◆ About this task: The lines below that include the word "VenueDescriptor" are to be reported.

Collected data entries:
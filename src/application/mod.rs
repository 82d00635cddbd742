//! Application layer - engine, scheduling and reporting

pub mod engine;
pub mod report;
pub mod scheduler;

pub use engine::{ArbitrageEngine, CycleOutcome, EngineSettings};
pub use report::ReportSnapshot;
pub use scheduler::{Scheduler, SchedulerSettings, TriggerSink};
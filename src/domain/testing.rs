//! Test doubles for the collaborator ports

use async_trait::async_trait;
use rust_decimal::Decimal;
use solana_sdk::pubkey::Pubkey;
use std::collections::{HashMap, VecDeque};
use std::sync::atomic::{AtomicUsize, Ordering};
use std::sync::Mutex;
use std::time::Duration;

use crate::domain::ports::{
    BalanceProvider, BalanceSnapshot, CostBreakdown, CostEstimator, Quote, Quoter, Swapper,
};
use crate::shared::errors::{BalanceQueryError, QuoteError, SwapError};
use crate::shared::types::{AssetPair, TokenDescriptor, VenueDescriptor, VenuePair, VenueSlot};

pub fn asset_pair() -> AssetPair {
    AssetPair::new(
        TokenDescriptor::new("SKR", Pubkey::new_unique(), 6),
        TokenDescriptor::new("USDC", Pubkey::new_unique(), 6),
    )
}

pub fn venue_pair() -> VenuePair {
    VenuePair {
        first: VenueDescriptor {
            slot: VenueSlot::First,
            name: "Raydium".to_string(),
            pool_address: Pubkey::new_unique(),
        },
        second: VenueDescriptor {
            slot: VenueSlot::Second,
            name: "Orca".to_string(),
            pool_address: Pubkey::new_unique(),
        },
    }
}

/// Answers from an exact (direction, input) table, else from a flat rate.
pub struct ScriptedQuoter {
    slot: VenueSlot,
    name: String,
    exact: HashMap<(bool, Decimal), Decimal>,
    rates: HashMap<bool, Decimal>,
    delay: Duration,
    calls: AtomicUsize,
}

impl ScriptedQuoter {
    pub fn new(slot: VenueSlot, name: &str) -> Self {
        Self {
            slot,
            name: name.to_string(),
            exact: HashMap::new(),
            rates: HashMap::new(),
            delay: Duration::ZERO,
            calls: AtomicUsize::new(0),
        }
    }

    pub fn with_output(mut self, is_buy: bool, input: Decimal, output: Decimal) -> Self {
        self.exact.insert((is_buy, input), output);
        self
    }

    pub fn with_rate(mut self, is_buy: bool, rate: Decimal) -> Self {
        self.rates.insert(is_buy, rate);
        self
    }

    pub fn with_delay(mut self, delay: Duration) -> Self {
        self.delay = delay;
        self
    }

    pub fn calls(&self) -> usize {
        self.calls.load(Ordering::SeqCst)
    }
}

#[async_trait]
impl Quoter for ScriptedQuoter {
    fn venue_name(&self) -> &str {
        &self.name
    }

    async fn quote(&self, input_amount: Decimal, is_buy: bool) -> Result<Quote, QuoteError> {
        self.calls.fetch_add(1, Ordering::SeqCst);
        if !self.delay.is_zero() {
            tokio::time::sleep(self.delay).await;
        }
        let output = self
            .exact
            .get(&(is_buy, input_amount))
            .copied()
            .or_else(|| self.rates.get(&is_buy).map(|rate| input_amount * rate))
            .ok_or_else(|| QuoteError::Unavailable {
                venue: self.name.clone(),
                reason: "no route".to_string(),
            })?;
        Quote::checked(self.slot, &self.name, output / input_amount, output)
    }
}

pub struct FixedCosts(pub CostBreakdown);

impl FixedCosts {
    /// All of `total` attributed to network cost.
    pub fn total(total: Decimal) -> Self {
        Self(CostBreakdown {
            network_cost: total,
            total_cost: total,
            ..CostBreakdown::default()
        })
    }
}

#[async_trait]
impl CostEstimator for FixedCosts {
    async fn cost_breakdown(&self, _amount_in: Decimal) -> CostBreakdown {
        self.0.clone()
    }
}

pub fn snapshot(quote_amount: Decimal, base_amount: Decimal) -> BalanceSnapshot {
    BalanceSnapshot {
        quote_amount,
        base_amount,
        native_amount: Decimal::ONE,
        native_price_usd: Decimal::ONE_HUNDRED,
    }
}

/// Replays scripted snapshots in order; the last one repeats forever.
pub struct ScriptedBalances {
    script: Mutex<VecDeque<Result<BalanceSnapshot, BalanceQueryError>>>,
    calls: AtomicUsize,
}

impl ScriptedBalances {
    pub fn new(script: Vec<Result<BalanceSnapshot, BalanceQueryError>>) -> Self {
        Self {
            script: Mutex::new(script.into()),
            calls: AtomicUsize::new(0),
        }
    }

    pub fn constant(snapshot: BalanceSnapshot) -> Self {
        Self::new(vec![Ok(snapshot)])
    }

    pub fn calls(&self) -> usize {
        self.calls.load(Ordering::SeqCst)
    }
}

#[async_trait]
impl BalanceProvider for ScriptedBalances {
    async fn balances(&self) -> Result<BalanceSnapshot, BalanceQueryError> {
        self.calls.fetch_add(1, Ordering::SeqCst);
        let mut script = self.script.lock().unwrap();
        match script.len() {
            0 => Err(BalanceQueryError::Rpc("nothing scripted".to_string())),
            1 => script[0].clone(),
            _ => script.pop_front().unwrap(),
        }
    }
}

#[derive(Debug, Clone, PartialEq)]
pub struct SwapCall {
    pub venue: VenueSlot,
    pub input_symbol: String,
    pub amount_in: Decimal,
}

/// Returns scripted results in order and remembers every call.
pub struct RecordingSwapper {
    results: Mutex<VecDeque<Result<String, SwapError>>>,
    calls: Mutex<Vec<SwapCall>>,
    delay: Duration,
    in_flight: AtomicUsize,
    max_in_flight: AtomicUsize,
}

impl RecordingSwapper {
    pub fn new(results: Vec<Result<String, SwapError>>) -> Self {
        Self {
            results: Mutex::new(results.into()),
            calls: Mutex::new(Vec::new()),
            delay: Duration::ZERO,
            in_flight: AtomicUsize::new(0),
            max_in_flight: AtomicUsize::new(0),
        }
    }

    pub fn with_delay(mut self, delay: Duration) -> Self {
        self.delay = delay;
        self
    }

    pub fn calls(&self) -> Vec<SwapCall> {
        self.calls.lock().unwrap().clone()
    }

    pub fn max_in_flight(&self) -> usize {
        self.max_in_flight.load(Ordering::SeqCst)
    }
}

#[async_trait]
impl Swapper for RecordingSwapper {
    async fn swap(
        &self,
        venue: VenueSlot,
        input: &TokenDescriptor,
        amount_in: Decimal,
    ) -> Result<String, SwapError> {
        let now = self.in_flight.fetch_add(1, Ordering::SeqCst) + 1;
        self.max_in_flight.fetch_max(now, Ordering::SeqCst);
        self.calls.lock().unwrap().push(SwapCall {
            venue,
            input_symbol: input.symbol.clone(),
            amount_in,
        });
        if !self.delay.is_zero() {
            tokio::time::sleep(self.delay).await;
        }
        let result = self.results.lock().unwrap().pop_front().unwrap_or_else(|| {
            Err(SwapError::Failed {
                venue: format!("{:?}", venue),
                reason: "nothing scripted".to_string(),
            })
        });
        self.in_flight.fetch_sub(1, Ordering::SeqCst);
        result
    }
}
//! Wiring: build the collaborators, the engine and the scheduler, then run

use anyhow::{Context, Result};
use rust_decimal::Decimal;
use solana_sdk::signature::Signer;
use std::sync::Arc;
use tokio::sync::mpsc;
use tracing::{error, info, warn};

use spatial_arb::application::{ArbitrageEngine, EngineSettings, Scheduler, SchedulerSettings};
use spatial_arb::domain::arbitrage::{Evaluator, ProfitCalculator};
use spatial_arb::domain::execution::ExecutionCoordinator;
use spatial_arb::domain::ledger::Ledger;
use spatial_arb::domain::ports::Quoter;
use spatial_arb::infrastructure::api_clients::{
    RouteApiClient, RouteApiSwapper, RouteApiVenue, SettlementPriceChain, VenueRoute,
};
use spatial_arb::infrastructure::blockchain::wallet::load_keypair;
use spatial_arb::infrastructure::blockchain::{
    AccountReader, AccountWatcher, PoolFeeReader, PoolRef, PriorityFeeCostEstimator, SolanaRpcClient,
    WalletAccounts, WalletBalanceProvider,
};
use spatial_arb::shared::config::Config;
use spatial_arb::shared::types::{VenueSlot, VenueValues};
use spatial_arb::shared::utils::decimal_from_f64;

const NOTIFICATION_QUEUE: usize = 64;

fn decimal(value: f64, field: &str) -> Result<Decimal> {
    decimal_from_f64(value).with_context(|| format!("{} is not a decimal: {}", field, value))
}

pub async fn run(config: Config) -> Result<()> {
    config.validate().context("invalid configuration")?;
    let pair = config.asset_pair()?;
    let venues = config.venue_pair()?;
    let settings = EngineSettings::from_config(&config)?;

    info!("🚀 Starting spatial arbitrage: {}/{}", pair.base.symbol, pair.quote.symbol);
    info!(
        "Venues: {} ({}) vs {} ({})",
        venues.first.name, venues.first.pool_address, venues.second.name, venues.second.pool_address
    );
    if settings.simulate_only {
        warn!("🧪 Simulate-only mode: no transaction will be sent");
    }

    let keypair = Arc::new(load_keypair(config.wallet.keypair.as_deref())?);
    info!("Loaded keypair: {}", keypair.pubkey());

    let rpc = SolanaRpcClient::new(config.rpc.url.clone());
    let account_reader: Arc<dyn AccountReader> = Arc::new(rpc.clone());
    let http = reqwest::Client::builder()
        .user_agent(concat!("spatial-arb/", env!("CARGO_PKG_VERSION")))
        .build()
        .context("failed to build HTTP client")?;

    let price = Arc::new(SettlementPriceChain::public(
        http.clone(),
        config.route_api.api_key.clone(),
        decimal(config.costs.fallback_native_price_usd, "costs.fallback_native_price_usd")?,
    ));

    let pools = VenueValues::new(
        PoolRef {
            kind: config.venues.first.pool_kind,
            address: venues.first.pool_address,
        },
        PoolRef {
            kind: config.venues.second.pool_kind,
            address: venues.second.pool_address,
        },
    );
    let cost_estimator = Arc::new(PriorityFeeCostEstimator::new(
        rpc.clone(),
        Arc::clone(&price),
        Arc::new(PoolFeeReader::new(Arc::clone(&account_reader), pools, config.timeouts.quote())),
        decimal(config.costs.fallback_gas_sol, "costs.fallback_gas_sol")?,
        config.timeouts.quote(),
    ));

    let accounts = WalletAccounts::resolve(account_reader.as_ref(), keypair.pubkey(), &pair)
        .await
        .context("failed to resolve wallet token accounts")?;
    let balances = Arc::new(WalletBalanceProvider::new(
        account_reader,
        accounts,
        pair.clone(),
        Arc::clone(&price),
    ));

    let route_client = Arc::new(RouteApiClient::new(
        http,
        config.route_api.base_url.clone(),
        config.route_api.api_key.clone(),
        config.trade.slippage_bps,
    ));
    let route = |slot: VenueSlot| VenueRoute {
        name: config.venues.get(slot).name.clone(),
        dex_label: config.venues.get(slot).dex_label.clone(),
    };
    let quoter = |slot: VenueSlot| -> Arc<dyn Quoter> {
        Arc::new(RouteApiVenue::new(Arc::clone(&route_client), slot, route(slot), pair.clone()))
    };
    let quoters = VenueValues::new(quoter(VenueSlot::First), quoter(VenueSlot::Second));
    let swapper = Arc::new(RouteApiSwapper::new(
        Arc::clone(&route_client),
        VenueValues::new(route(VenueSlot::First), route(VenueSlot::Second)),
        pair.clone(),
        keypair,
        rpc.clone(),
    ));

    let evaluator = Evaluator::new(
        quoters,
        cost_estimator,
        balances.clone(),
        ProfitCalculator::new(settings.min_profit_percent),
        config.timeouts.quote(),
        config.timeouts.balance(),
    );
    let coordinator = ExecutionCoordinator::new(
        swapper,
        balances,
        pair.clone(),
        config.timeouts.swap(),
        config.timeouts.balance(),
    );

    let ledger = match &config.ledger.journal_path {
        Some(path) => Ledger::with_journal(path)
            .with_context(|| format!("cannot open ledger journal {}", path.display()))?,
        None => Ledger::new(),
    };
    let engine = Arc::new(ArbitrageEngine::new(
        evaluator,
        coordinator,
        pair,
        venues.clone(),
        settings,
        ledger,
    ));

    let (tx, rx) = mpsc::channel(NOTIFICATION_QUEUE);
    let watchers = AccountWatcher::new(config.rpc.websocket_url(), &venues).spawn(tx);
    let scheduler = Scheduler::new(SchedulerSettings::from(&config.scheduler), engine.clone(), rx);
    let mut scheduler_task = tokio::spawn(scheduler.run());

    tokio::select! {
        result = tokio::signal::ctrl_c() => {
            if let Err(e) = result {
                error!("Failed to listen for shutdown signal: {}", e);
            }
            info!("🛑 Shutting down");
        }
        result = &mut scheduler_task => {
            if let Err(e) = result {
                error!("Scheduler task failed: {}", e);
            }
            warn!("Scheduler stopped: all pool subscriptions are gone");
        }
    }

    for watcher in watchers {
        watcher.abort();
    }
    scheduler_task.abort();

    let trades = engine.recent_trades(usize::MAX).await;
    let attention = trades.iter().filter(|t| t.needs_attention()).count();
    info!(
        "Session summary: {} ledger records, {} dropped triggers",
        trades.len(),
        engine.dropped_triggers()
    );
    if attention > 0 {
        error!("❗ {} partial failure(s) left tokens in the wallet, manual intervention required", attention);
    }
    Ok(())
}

◆ Result below:
use crate::shared::types::{AssetPair, TokenDescriptor, VenueDescriptor, VenuePair, VenueSlot};
        first: VenueDescriptor {
        second: VenueDescriptor {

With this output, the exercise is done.